* **WHAT THE TASK ASKS**
Which lines of the data below contain "failed"? Please show them all.

* **MATERIAL SHOWN**
----------

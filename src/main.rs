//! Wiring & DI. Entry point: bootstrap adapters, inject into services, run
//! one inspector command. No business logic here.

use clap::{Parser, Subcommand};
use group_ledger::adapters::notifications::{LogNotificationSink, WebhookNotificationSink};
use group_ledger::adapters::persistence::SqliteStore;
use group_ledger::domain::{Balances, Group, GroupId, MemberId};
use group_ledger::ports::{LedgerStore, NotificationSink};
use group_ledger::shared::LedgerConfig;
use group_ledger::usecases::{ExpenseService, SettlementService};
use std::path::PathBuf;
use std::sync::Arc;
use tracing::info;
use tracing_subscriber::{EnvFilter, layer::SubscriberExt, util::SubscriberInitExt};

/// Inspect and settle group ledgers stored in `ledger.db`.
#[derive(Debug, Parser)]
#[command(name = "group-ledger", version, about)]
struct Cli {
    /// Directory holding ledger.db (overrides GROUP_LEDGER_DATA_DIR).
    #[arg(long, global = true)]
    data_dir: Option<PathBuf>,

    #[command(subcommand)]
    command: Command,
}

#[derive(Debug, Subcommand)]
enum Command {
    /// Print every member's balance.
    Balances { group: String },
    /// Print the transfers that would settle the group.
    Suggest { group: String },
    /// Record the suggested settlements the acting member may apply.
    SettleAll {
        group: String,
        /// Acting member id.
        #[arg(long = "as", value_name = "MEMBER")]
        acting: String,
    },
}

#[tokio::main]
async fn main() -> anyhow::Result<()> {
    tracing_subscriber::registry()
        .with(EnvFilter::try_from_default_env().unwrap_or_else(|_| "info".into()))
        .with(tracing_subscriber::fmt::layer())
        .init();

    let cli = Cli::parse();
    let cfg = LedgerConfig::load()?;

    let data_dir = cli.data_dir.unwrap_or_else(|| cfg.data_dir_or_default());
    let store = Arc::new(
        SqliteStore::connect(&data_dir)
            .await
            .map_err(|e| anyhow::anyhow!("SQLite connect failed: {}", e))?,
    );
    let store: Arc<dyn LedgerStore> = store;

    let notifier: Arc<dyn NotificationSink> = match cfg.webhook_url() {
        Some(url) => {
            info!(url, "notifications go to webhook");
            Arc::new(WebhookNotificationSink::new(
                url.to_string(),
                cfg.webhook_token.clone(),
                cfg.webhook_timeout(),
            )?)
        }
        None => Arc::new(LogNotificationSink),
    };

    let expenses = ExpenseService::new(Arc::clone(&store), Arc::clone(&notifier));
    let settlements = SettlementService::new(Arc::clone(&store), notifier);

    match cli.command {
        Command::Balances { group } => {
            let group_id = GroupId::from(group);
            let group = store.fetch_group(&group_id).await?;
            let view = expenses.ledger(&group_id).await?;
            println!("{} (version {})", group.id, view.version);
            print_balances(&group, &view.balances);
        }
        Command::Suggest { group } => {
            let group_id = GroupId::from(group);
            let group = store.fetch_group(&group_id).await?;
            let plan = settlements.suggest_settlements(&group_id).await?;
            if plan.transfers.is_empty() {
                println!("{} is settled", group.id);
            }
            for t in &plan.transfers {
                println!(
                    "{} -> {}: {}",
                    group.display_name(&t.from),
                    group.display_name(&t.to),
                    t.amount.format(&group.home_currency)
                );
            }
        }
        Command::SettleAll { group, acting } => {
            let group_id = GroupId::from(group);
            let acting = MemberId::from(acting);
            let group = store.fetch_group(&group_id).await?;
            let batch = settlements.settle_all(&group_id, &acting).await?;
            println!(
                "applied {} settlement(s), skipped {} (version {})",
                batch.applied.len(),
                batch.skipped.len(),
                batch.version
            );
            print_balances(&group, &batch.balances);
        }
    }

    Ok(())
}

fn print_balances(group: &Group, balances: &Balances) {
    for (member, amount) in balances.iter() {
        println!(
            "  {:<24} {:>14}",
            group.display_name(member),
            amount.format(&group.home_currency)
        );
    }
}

----------

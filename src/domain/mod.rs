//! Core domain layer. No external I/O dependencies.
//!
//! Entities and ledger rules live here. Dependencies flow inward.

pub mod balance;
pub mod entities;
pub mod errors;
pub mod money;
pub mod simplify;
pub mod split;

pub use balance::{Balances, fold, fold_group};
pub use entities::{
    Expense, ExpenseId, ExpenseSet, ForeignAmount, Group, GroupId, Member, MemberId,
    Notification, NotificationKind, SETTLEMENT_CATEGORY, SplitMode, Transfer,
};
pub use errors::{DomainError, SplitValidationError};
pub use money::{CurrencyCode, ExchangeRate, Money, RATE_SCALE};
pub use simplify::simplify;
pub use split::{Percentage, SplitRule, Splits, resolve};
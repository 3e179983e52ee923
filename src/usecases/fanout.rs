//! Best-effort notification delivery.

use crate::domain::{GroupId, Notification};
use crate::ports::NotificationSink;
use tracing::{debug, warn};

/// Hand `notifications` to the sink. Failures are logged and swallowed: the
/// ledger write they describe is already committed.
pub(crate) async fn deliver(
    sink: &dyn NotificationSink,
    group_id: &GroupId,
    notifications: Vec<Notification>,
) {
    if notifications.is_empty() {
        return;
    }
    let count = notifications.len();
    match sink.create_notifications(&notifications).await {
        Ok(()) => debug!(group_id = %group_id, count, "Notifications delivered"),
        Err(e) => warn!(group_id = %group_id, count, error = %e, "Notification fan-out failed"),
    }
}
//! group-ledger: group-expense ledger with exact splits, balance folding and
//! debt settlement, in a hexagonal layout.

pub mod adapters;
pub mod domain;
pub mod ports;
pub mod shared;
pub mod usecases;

----------

* **EXERCISE RESPONSE**
            .map_err(|e| anyhow::anyhow!("SQLite connect failed: {}", e))?,
        Err(e) => warn!(group_id = %group_id, count, error = %e, "Notification fan-out failed"),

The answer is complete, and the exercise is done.